Another instance where this perpetuation of racism will effect the Korean society is simply on a global level, in a world where we must deal with a growing population of various people. It is important that we are properly educated on how to be racially sensitive to those of differing backgrounds if are goal is live in harmony. My plea is that you help me bring awareness to those people in positions of power that can create change where the issue of the Bubble Sisters is concerned. I believe that if we inform the Hip Hop and R&B community in Western society that is revered in South Korea, we will be able to force the music and television stations that have been promoting the Bubble Sisters thus far to shut them down. Xzibit performed here a week ago and I do not think he would have done so had he known about the Bubble Sisters. We must get artists such as Nas, Jay-Z, Eminem, 50 Cent, Mary J. Blige, and so on to have their representatives in South Korea contact the local entertainment moguls and insist that they do not want their videos or music to be played on the same programs or stations as those from the Bubble Sisters.

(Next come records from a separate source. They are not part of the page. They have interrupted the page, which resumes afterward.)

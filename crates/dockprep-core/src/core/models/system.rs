use super::atom::Atom;
use super::chain::{Chain, ChainType};
use super::ids::{AtomId, ChainId, ResidueId};
use super::residue::Residue;
use super::topology::Bond;
use slotmap::{SecondaryMap, SlotMap};
use std::collections::HashMap;

/// Represents a single molecule: atoms, residues, chains, and bonds.
///
/// This struct is the central data structure of receptor preparation. Storage is
/// slot-map based so atom identity survives removals, which matters for the
/// preserved-charge record: charges captured before preparation are restored to the
/// same atoms afterwards by ID, even if other atoms were deleted in between.
#[derive(Debug, Clone, Default)]
pub struct MolecularSystem {
    /// Name of the molecule, typically derived from the source file.
    name: String,
    /// Primary storage for atoms.
    atoms: SlotMap<AtomId, Atom>,
    /// Primary storage for residues.
    residues: SlotMap<ResidueId, Residue>,
    /// Primary storage for chains.
    chains: SlotMap<ChainId, Chain>,
    /// List of all bonds in the system.
    bonds: Vec<Bond>,
    /// Lookup map for finding residues by chain ID and residue number.
    residue_id_map: HashMap<(ChainId, isize), ResidueId>,
    /// Lookup map for finding chains by their single-character identifier.
    chain_id_map: HashMap<char, ChainId>,
    /// Cached adjacency list for bond connectivity, indexed by atom ID.
    bond_adjacency: SecondaryMap<AtomId, Vec<AtomId>>,
    /// Ordered chain IDs, preserving source-file order for output.
    chain_order: Vec<ChainId>,
}

impl MolecularSystem {
    /// Creates a new, empty molecular system.
    pub fn new() -> Self {
        Self::default()
    }

    /// Returns the molecule name.
    pub fn name(&self) -> &str {
        &self.name
    }

    /// Sets the molecule name.
    pub fn set_name(&mut self, name: &str) {
        self.name = name.to_string();
    }

    pub fn atom(&self, id: AtomId) -> Option<&Atom> {
        self.atoms.get(id)
    }

    pub fn atom_mut(&mut self, id: AtomId) -> Option<&mut Atom> {
        self.atoms.get_mut(id)
    }

    /// Returns an iterator over all atoms in the system.
    pub fn atoms_iter(&self) -> impl Iterator<Item = (AtomId, &Atom)> {
        self.atoms.iter()
    }

    /// Returns a mutable iterator over all atoms in the system.
    pub fn atoms_iter_mut(&mut self) -> impl Iterator<Item = (AtomId, &mut Atom)> {
        self.atoms.iter_mut()
    }

    /// Returns the number of atoms in the system.
    pub fn atom_count(&self) -> usize {
        self.atoms.len()
    }

    pub fn residue(&self, id: ResidueId) -> Option<&Residue> {
        self.residues.get(id)
    }

    pub fn residue_mut(&mut self, id: ResidueId) -> Option<&mut Residue> {
        self.residues.get_mut(id)
    }

    /// Returns an iterator over all residues in the system.
    pub fn residues_iter(&self) -> impl Iterator<Item = (ResidueId, &Residue)> {
        self.residues.iter()
    }

    pub fn chain(&self, id: ChainId) -> Option<&Chain> {
        self.chains.get(id)
    }

    pub fn chain_mut(&mut self, id: ChainId) -> Option<&mut Chain> {
        self.chains.get_mut(id)
    }

    /// Returns an iterator over all chains, in source-file order.
    pub fn chains_iter(&self) -> impl Iterator<Item = (ChainId, &Chain)> {
        self.chain_order
            .iter()
            .filter_map(|&id| self.chains.get(id).map(|c| (id, c)))
    }

    /// Returns a slice of all bonds in the system.
    pub fn bonds(&self) -> &[Bond] {
        &self.bonds
    }

    /// Finds a chain ID by its single-character identifier.
    pub fn find_chain_by_id(&self, id: char) -> Option<ChainId> {
        self.chain_id_map.get(&id).copied()
    }

    /// Finds a residue ID by its chain ID and residue number.
    pub fn find_residue_by_id(
        &self,
        chain_id: ChainId,
        residue_number: isize,
    ) -> Option<ResidueId> {
        self.residue_id_map
            .get(&(chain_id, residue_number))
            .copied()
    }

    /// Adds a new chain to the system or returns the existing one.
    ///
    /// Idempotent: if a chain with the given identifier already exists, its ID is
    /// returned without creating a duplicate.
    pub fn add_chain(&mut self, id: char, chain_type: ChainType) -> ChainId {
        if let Some(&existing) = self.chain_id_map.get(&id) {
            return existing;
        }
        let chain_id = self.chains.insert(Chain::new(id, chain_type));
        self.chain_id_map.insert(id, chain_id);
        self.chain_order.push(chain_id);
        chain_id
    }

    /// Adds a new residue to the system or returns the existing one.
    ///
    /// Returns `None` if the chain does not exist.
    pub fn add_residue(
        &mut self,
        chain_id: ChainId,
        residue_number: isize,
        name: &str,
    ) -> Option<ResidueId> {
        let chain = self.chains.get_mut(chain_id)?;
        let key = (chain_id, residue_number);

        let residue_id = *self.residue_id_map.entry(key).or_insert_with(|| {
            let residue = Residue::new(residue_number, name, chain_id);
            self.residues.insert(residue)
        });

        if !chain.residues.contains(&residue_id) {
            chain.residues.push(residue_id);
        }

        Some(residue_id)
    }

    /// Adds an atom to a specific residue.
    ///
    /// Returns `None` if the residue does not exist.
    pub fn add_atom_to_residue(&mut self, residue_id: ResidueId, atom: Atom) -> Option<AtomId> {
        if !self.residues.contains_key(residue_id) {
            return None;
        }

        let name = atom.name.clone();

        let atom_id = self.atoms.insert(atom);
        self.bond_adjacency.insert(atom_id, Vec::new());

        let residue = self.residues.get_mut(residue_id)?;
        residue.add_atom(&name, atom_id);

        Some(atom_id)
    }

    /// Adds a bond between two atoms.
    ///
    /// Idempotent: adding an existing bond succeeds without creating duplicates.
    /// Returns `None` if either atom does not exist.
    pub fn add_bond(&mut self, atom1_id: AtomId, atom2_id: AtomId) -> Option<()> {
        if !self.atoms.contains_key(atom1_id) || !self.atoms.contains_key(atom2_id) {
            return None;
        }

        if let Some(neighbors) = self.bond_adjacency.get(atom1_id) {
            if neighbors.contains(&atom2_id) {
                return Some(());
            }
        }

        self.bonds.push(Bond::new(atom1_id, atom2_id));
        self.bond_adjacency[atom1_id].push(atom2_id);
        self.bond_adjacency[atom2_id].push(atom1_id);
        Some(())
    }

    /// Removes an atom from the system, along with its bonds and adjacency entries.
    ///
    /// Returns the removed atom if it existed.
    pub fn remove_atom(&mut self, atom_id: AtomId) -> Option<Atom> {
        let atom = self.atoms.remove(atom_id)?;

        if let Some(residue) = self.residues.get_mut(atom.residue_id) {
            residue.remove_atom(&atom.name, atom_id);
        }

        let original_bonds = std::mem::take(&mut self.bonds);
        self.bonds = original_bonds
            .into_iter()
            .filter(|bond| !bond.contains(atom_id))
            .collect();

        let neighbors = self.bond_adjacency.remove(atom_id).unwrap_or_default();
        for neighbor_id in neighbors {
            if let Some(adjacency) = self.bond_adjacency.get_mut(neighbor_id) {
                adjacency.retain(|&id| id != atom_id);
            }
        }

        Some(atom)
    }

    /// Removes a residue and all its atoms from the system.
    pub fn remove_residue(&mut self, residue_id: ResidueId) -> Option<Residue> {
        let residue = self.residues.get(residue_id)?.clone();

        for atom_id in residue.atoms().to_vec() {
            self.remove_atom(atom_id);
        }

        if let Some(chain) = self.chains.get_mut(residue.chain_id) {
            chain.residues.retain(|&id| id != residue_id);
        }

        self.residue_id_map
            .remove(&(residue.chain_id, residue.id));

        self.residues.remove(residue_id)
    }

    /// Removes a chain and all its residues from the system.
    pub fn remove_chain(&mut self, chain_id: ChainId) -> Option<Chain> {
        let chain = self.chains.get(chain_id)?.clone();

        for residue_id in chain.residues().to_vec() {
            self.remove_residue(residue_id);
        }

        self.chain_id_map.remove(&chain.id);
        self.chain_order.retain(|&id| id != chain_id);
        self.chains.remove(chain_id)
    }

    /// Retrieves the bonded neighbors of an atom.
    pub fn get_bonded_neighbors(&self, atom_id: AtomId) -> Option<&[AtomId]> {
        self.bond_adjacency.get(atom_id).map(|v| v.as_slice())
    }

    /// Returns an iterator over atoms whose AutoDock type label equals `autodock_type`.
    ///
    /// This is the selection primitive behind charge preservation: `-p Zn` reduces
    /// to this filter with `"Zn"`.
    pub fn atoms_by_type<'a>(
        &'a self,
        autodock_type: &'a str,
    ) -> impl Iterator<Item = (AtomId, &'a Atom)> + 'a {
        self.atoms
            .iter()
            .filter(move |(_, atom)| atom.autodock_type == autodock_type)
    }

    /// Returns a vector of atom IDs whose AutoDock type label equals `autodock_type`.
    pub fn atom_ids_by_type(&self, autodock_type: &str) -> Vec<AtomId> {
        self.atoms_by_type(autodock_type).map(|(id, _)| id).collect()
    }
}

#[cfg(test)]
mod tests {
    use super::*;
    use crate::core::chem::element::Element;
    use nalgebra::Point3;

    struct TestRefs {
        chain_a_id: ChainId,
        gly_id: ResidueId,
        gly_n_id: AtomId,
        gly_ca_id: AtomId,
        ala_id: ResidueId,
        ala_ca_id: AtomId,
    }

    fn create_standard_test_system() -> (MolecularSystem, TestRefs) {
        let mut system = MolecularSystem::new();

        let chain_a_id = system.add_chain('A', ChainType::Protein);

        let gly_id = system.add_residue(chain_a_id, 1, "GLY").unwrap();
        let gly_n_atom = Atom::new("N", gly_id, Element::N, Point3::new(0.0, 0.0, 0.0));
        let gly_ca_atom = Atom::new("CA", gly_id, Element::C, Point3::new(1.4, 0.0, 0.0));

        let gly_n_id = system.add_atom_to_residue(gly_id, gly_n_atom).unwrap();
        let gly_ca_id = system.add_atom_to_residue(gly_id, gly_ca_atom).unwrap();
        system.add_bond(gly_n_id, gly_ca_id).unwrap();

        let ala_id = system.add_residue(chain_a_id, 2, "ALA").unwrap();
        let ala_ca_atom = Atom::new("CA", ala_id, Element::C, Point3::new(2.0, 1.0, 0.0));
        let ala_ca_id = system.add_atom_to_residue(ala_id, ala_ca_atom).unwrap();
        system.add_bond(gly_ca_id, ala_ca_id).unwrap();

        let refs = TestRefs {
            chain_a_id,
            gly_id,
            gly_n_id,
            gly_ca_id,
            ala_id,
            ala_ca_id,
        };

        (system, refs)
    }

    #[test]
    fn system_creation_and_access() {
        let (system, refs) = create_standard_test_system();

        assert_eq!(system.atom_count(), 3);
        assert_eq!(system.residues_iter().count(), 2);
        assert_eq!(system.chains_iter().count(), 1);
        assert_eq!(system.bonds().len(), 2);
        assert!(system.find_chain_by_id('B').is_none());

        let found_gly = system.find_residue_by_id(refs.chain_a_id, 1).unwrap();
        let found_ala = system.find_residue_by_id(refs.chain_a_id, 2).unwrap();
        assert_eq!(found_gly, refs.gly_id);
        assert_eq!(found_ala, refs.ala_id);

        assert_eq!(system.residue(refs.gly_id).unwrap().name, "GLY");
        assert_eq!(system.atom(refs.gly_n_id).unwrap().name, "N");
    }

    #[test]
    fn add_chain_is_idempotent() {
        let mut system = MolecularSystem::new();
        let first = system.add_chain('A', ChainType::Protein);
        let second = system.add_chain('A', ChainType::Protein);
        assert_eq!(first, second);
        assert_eq!(system.chains_iter().count(), 1);
    }

    #[test]
    fn atom_removal_updates_system_correctly() {
        let (mut system, refs) = create_standard_test_system();

        let removed_atom = system.remove_atom(refs.gly_n_id).unwrap();

        assert_eq!(removed_atom.name, "N");
        assert_eq!(system.atom_count(), 2);
        assert!(system.atom(refs.gly_n_id).is_none());
        assert_eq!(system.bonds().len(), 1);
        assert!(
            !system
                .get_bonded_neighbors(refs.gly_ca_id)
                .unwrap()
                .contains(&refs.gly_n_id)
        );
        assert_eq!(system.residue(refs.gly_id).unwrap().atoms().len(), 1);
    }

    #[test]
    fn residue_removal_updates_system_correctly() {
        let (mut system, refs) = create_standard_test_system();

        let removed_residue = system.remove_residue(refs.gly_id).unwrap();

        assert_eq!(removed_residue.name, "GLY");
        assert_eq!(system.residues_iter().count(), 1);
        assert!(system.find_residue_by_id(refs.chain_a_id, 1).is_none());
        assert_eq!(system.atom_count(), 1);
        assert!(system.atom(refs.ala_ca_id).is_some());
        assert!(system.bonds().is_empty());
        assert_eq!(system.chain(refs.chain_a_id).unwrap().residues().len(), 1);
    }

    #[test]
    fn chain_removal_removes_everything_it_owns() {
        let (mut system, refs) = create_standard_test_system();

        let removed = system.remove_chain(refs.chain_a_id).unwrap();
        assert_eq!(removed.id, 'A');
        assert_eq!(system.atom_count(), 0);
        assert_eq!(system.residues_iter().count(), 0);
        assert_eq!(system.chains_iter().count(), 0);
        assert!(system.find_chain_by_id('A').is_none());
    }

    #[test]
    fn get_bonded_neighbors_returns_correct_neighbors() {
        let (system, refs) = create_standard_test_system();

        let n_neighbors = system.get_bonded_neighbors(refs.gly_n_id).unwrap();
        assert_eq!(n_neighbors, &[refs.gly_ca_id]);

        let ca_neighbors = system.get_bonded_neighbors(refs.gly_ca_id).unwrap();
        assert_eq!(ca_neighbors.len(), 2);
        assert!(ca_neighbors.contains(&refs.gly_n_id));
        assert!(ca_neighbors.contains(&refs.ala_ca_id));
    }

    #[test]
    fn idempotent_add_bond_does_not_create_duplicates() {
        let (mut system, refs) = create_standard_test_system();
        system.add_bond(refs.gly_n_id, refs.gly_ca_id).unwrap();
        system.add_bond(refs.gly_ca_id, refs.gly_n_id).unwrap();

        assert_eq!(system.bonds().len(), 2);
        let neighbors = system.get_bonded_neighbors(refs.gly_n_id).unwrap();
        assert_eq!(neighbors.len(), 1);
    }

    #[test]
    fn atoms_by_type_filters_on_autodock_label() {
        let mut system = MolecularSystem::new();
        let chain_id = system.add_chain('A', ChainType::Other);
        let res_id = system.add_residue(chain_id, 1, "LIG").unwrap();

        let zn = Atom::new("ZN", res_id, Element::Zn, Point3::origin());
        let fe = Atom::new("FE", res_id, Element::Fe, Point3::origin());
        let ca = Atom::new("CA", res_id, Element::C, Point3::origin());

        let zn_id = system.add_atom_to_residue(res_id, zn).unwrap();
        system.add_atom_to_residue(res_id, fe).unwrap();
        system.add_atom_to_residue(res_id, ca).unwrap();

        assert_eq!(system.atom_ids_by_type("Zn"), vec![zn_id]);
        assert_eq!(system.atoms_by_type("Mg").count(), 0);
    }

    #[test]
    fn chains_iter_preserves_insertion_order() {
        let mut system = MolecularSystem::new();
        system.add_chain('B', ChainType::Protein);
        system.add_chain('A', ChainType::Protein);
        let order: Vec<char> = system.chains_iter().map(|(_, c)| c.id).collect();
        assert_eq!(order, vec!['B', 'A']);
    }
}
pub mod prepare;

If we can force the South Korean entertainment industry to decide between our great foreign imports and the Bubble Sisters, I am confident that the Bubble Sisters will be terminated. I want to thank you for taking the time to read this article and I implore you to fight racism on all fronts in every society, and not just when it directly affect you or your own people.
Finally, it is important that I state that I do not believe all South Koreans are racist – it would be foolish for me to do so, especially when I have met and befriended many. Instead this article is directed at those who are willing to make excuses and avoid the issue when it is brought to them.